(Collected data)
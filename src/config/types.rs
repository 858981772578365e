use serde::{Deserialize, Serialize};

#[derive(Debug, Deserialize, Serialize)]
pub struct Config {
    #[serde(rename = "replay")]
    pub replay: Replay,

    #[serde(rename = "watcher")]
    pub watcher: Watcher,
}

/// Options controlling where a saved replay ends up.
#[derive(Clone, Debug, Deserialize, Serialize, PartialEq)]
pub struct Replay {
    /// Base directory for sorted replays. Empty means "use the directory the
    /// replay was written to".
    #[serde(rename = "baseSavePath")]
    pub base_save_path: String,

    /// Send captures from unidentifiable programs to a "Windowsapps" bucket.
    #[serde(rename = "useWindowsapps")]
    pub use_windowsapps: bool,

    /// Replace the "Replay" prefix in file names with the application name,
    /// like Shadowplay does.
    #[serde(rename = "prependWindowName")]
    pub prepend_window_name: bool,

    /// Captures taken while the focused window is not fullscreen go to a
    /// "Desktop" bucket instead of the application bucket.
    #[serde(rename = "fullscreenGameDetection")]
    pub fullscreen_game_detection: bool,
}

impl Default for Replay {
    fn default() -> Self {
        Self {
            base_save_path: String::new(),
            use_windowsapps: true,
            prepend_window_name: true,
            fullscreen_game_detection: true,
        }
    }
}

#[derive(Clone, Debug, Deserialize, Serialize)]
pub struct Watcher {
    /// Directory the replay buffer writes into.
    #[serde(rename = "watchPath")]
    pub watch_path: String,

    #[serde(rename = "pollIntervalMs")]
    pub poll_interval_ms: u64,
}

impl Default for Watcher {
    fn default() -> Self {
        Self {
            watch_path: dirs::video_dir()
                .map(|d| d.to_string_lossy().into_owned())
                .unwrap_or_default(),
            poll_interval_ms: 1000,
        }
    }
}

#[cfg(test)]
mod tests {
    use super::*;

    #[test]
    fn defaults_match_documented_behavior() {
        let cfg = Replay::default();
        assert!(cfg.base_save_path.is_empty());
        assert!(cfg.use_windowsapps);
        assert!(cfg.prepend_window_name);
        assert!(cfg.fullscreen_game_detection);
    }

    #[test]
    fn parses_camel_case_keys() {
        let cfg: Config = toml::from_str(
            r#"
            [replay]
            baseSavePath = "D:/Replays"
            useWindowsapps = false
            prependWindowName = true
            fullscreenGameDetection = false

            [watcher]
            watchPath = "D:/Recordings"
            pollIntervalMs = 500
            "#,
        )
        .unwrap();
        assert_eq!(cfg.replay.base_save_path, "D:/Replays");
        assert!(!cfg.replay.use_windowsapps);
        assert!(!cfg.replay.fullscreen_game_detection);
        assert_eq!(cfg.watcher.poll_interval_ms, 500);
    }
}
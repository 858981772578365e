use crate::config::Replay;
use crate::error::XtenderError;
use crate::focus::FocusSnapshot;
use std::fs;
use std::io::ErrorKind;
use std::path::{Path, PathBuf};

mod sanitize;
pub use sanitize::sanitize_label;

/// Bucket for captures whose program could not be identified.
pub const FALLBACK_BUCKET: &str = "Windowsapps";
/// Bucket for captures taken while the focused window was not fullscreen.
pub const DESKTOP_BUCKET: &str = "Desktop";
/// Literal the recorder puts into replay file names; replaced by the label
/// when name rewriting is enabled.
const REPLAY_TOKEN: &str = "Replay";

/// Where a saved replay should go. Computed purely from the original path,
/// the focus snapshot and the settings, so the decision is testable without
/// touching the filesystem.
#[derive(Clone, Debug, PartialEq, Eq)]
pub enum Resolution {
    /// Nothing identifies the capture and no fallback applies; the file
    /// stays where it is.
    Unchanged,
    /// Nothing identifies the capture but a base override is configured;
    /// the file moves into it without a sub-bucket.
    Flat { dir: PathBuf },
    /// The normal case: a per-application bucket, with the file name
    /// possibly rewritten.
    Bucketed { dir: PathBuf, file_name: String },
}

pub fn resolve(original: &Path, snapshot: &FocusSnapshot, cfg: &Replay) -> Resolution {
    let original_dir = original.parent().map(Path::to_path_buf).unwrap_or_default();
    let file_name = original
        .file_name()
        .map(|n| n.to_string_lossy().into_owned())
        .unwrap_or_default();

    let base_override =
        (!cfg.base_save_path.is_empty()).then(|| PathBuf::from(&cfg.base_save_path));

    // Version metadata first, window title second.
    let mut label = sanitize_label(&snapshot.product_description);
    if label.is_empty() {
        label = sanitize_label(&snapshot.window_title);
    }
    if label.is_empty() {
        if cfg.use_windowsapps {
            label = FALLBACK_BUCKET.to_string();
        } else if let Some(dir) = base_override {
            return Resolution::Flat { dir };
        } else {
            return Resolution::Unchanged;
        }
    }

    // Windowed captures are desktop footage no matter what program they
    // came from, fallback bucket included.
    if cfg.fullscreen_game_detection && !snapshot.fullscreen {
        label = DESKTOP_BUCKET.to_string();
    }

    let file_name = if cfg.prepend_window_name {
        file_name.replace(REPLAY_TOKEN, &label)
    } else {
        file_name
    };

    let base_dir = base_override.unwrap_or(original_dir);
    Resolution::Bucketed {
        dir: base_dir.join(&label),
        file_name,
    }
}

/// Performs the side effects of a resolution: bucket creation and the move
/// itself. Returns the final path, or `None` when the resolution was a no-op.
pub fn apply(resolution: &Resolution, original: &Path) -> Result<Option<PathBuf>, XtenderError> {
    match resolution {
        Resolution::Unchanged => Ok(None),
        Resolution::Flat { dir } => {
            let dest = dir.join(original.file_name().unwrap_or_default());
            rename(original, &dest)?;
            Ok(Some(dest))
        }
        Resolution::Bucketed { dir, file_name } => {
            create_bucket(dir)?;
            let dest = dir.join(file_name);
            rename(original, &dest)?;
            Ok(Some(dest))
        }
    }
}

fn create_bucket(dir: &Path) -> Result<(), XtenderError> {
    // Non-recursive on purpose: a missing parent means the base directory
    // itself is wrong, which is worth surfacing.
    match fs::create_dir(dir) {
        Ok(()) => Ok(()),
        Err(e) if e.kind() == ErrorKind::AlreadyExists => Ok(()),
        Err(source) => Err(XtenderError::CreateDir {
            path: dir.to_path_buf(),
            source,
        }),
    }
}

fn rename(from: &Path, to: &Path) -> Result<(), XtenderError> {
    fs::rename(from, to).map_err(|source| XtenderError::Move {
        from: from.to_path_buf(),
        to: to.to_path_buf(),
        source,
    })
}
use crate::dispatch::HostEvent;
use anyhow::{Result, bail};
use log::{debug, warn};
use std::collections::{HashMap, HashSet};
use std::fs;
use std::path::{Path, PathBuf};
use std::time::Duration;
use tokio::sync::mpsc::Sender;

const VIDEO_EXTENSIONS: [&str; 5] = ["mp4", "mkv", "flv", "mov", "ts"];

/// Synthesizes replay-saved events by polling the recorder's output
/// directory. A new video file counts as saved once its size has stopped
/// changing between two scans, so half-written files are not picked up.
pub struct ReplayWatcher {
    dir: PathBuf,
    poll_interval: Duration,
    known: HashSet<PathBuf>,
    pending: HashMap<PathBuf, u64>,
}

impl ReplayWatcher {
    pub fn new(dir: PathBuf, poll_interval: Duration) -> Result<Self> {
        if !dir.is_dir() {
            bail!("watch path is not a directory: {dir:?}");
        }
        // Files already on disk predate this run and are never touched.
        let known = list_videos(&dir).into_iter().collect();
        Ok(Self {
            dir,
            poll_interval,
            known,
            pending: HashMap::new(),
        })
    }

    pub async fn run(mut self, tx: Sender<HostEvent>) {
        let mut interval = tokio::time::interval(self.poll_interval);
        loop {
            interval.tick().await;
            for path in self.scan() {
                debug!("Replay save detected: {path:?}");
                if tx.send(HostEvent::ReplayBufferSaved(path)).await.is_err() {
                    return;
                }
            }
        }
    }

    /// One poll pass; returns the files whose size held steady since the
    /// previous pass.
    fn scan(&mut self) -> Vec<PathBuf> {
        let entries = match fs::read_dir(&self.dir) {
            Ok(entries) => entries,
            Err(e) => {
                warn!("Failed to scan {:?}: {e}", self.dir);
                return Vec::new();
            }
        };

        let mut ready = Vec::new();
        let mut seen = HashSet::new();
        for entry in entries.flatten() {
            let path = entry.path();
            if !is_video(&path) {
                continue;
            }
            seen.insert(path.clone());
            if self.known.contains(&path) {
                continue;
            }
            let size = entry.metadata().map(|m| m.len()).unwrap_or(0);
            match self.pending.get(&path) {
                Some(&previous) if previous == size => {
                    self.pending.remove(&path);
                    self.known.insert(path.clone());
                    ready.push(path);
                }
                _ => {
                    self.pending.insert(path, size);
                }
            }
        }

        // Moved or deleted files may reappear under the same name later.
        self.known.retain(|p| seen.contains(p));
        self.pending.retain(|p, _| seen.contains(p));
        ready
    }
}

fn is_video(path: &Path) -> bool {
    path.extension()
        .and_then(|e| e.to_str())
        .is_some_and(|ext| {
            VIDEO_EXTENSIONS
                .iter()
                .any(|v| ext.eq_ignore_ascii_case(v))
        })
}

fn list_videos(dir: &Path) -> Vec<PathBuf> {
    fs::read_dir(dir)
        .map(|entries| {
            entries
                .flatten()
                .map(|e| e.path())
                .filter(|p| is_video(p))
                .collect()
        })
        .unwrap_or_default()
}

#[cfg(test)]
mod tests {
    use super::*;

    fn watcher(dir: &Path) -> ReplayWatcher {
        ReplayWatcher::new(dir.to_path_buf(), Duration::from_millis(10)).unwrap()
    }

    #[test]
    fn rejects_a_missing_watch_directory() {
        assert!(ReplayWatcher::new(PathBuf::from("/no/such/dir"), Duration::from_secs(1)).is_err());
    }

    #[test]
    fn ignores_files_present_at_startup() {
        let tmp = tempfile::tempdir().unwrap();
        std::fs::write(tmp.path().join("old.mp4"), b"video").unwrap();

        let mut w = watcher(tmp.path());
        assert!(w.scan().is_empty());
        assert!(w.scan().is_empty());
    }

    #[test]
    fn reports_a_new_file_once_its_size_is_stable() {
        let tmp = tempfile::tempdir().unwrap();
        let mut w = watcher(tmp.path());

        let clip = tmp.path().join("Replay.mp4");
        std::fs::write(&clip, b"vi").unwrap();
        // First sighting only records the size.
        assert!(w.scan().is_empty());
        assert_eq!(w.scan(), vec![clip.clone()]);
        // Not reported again.
        assert!(w.scan().is_empty());
    }

    #[test]
    fn waits_while_the_file_is_still_growing() {
        let tmp = tempfile::tempdir().unwrap();
        let mut w = watcher(tmp.path());

        let clip = tmp.path().join("Replay.mp4");
        std::fs::write(&clip, b"vi").unwrap();
        assert!(w.scan().is_empty());
        std::fs::write(&clip, b"video").unwrap();
        assert!(w.scan().is_empty());
        assert_eq!(w.scan(), vec![clip]);
    }

    #[test]
    fn skips_non_video_files() {
        let tmp = tempfile::tempdir().unwrap();
        let mut w = watcher(tmp.path());

        std::fs::write(tmp.path().join("metadata.json"), b"{}").unwrap();
        assert!(w.scan().is_empty());
        assert!(w.scan().is_empty());
    }

    #[test]
    fn a_moved_file_can_reappear_under_the_same_name() {
        let tmp = tempfile::tempdir().unwrap();
        let mut w = watcher(tmp.path());

        let clip = tmp.path().join("Replay.mp4");
        std::fs::write(&clip, b"video").unwrap();
        w.scan();
        assert_eq!(w.scan(), vec![clip.clone()]);

        // The mover relocates the file; a later save may reuse the name.
        std::fs::remove_file(&clip).unwrap();
        assert!(w.scan().is_empty());
        std::fs::write(&clip, b"other").unwrap();
        w.scan();
        assert_eq!(w.scan(), vec![clip]);
    }
}
/// Tokens stripped from window text and version metadata before a label is
/// used as a directory name. ".exe" and "$" are stripped as whole substrings,
/// not per character.
const DISALLOWED_TOKENS: [&str; 11] = [
    "\\", "/", ":", "*", "?", "\"", "<", ">", "|", ".exe", "$",
];

pub fn sanitize_label(raw: &str) -> String {
    let mut label = raw.to_string();
    for token in DISALLOWED_TOKENS {
        if label.contains(token) {
            label = label.replace(token, "");
        }
    }
    label.trim().to_string()
}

Exercise goal:
The lines you need are those with the word "serde"; list them from the entries.

Your response:
use serde::{Deserialize, Serialize};
    #[serde(rename = "replay")]
    #[serde(rename = "watcher")]
    #[serde(rename = "baseSavePath")]
    #[serde(rename = "useWindowsapps")]
    #[serde(rename = "prependWindowName")]
    #[serde(rename = "fullscreenGameDetection")]
    #[serde(rename = "watchPath")]
    #[serde(rename = "pollIntervalMs")]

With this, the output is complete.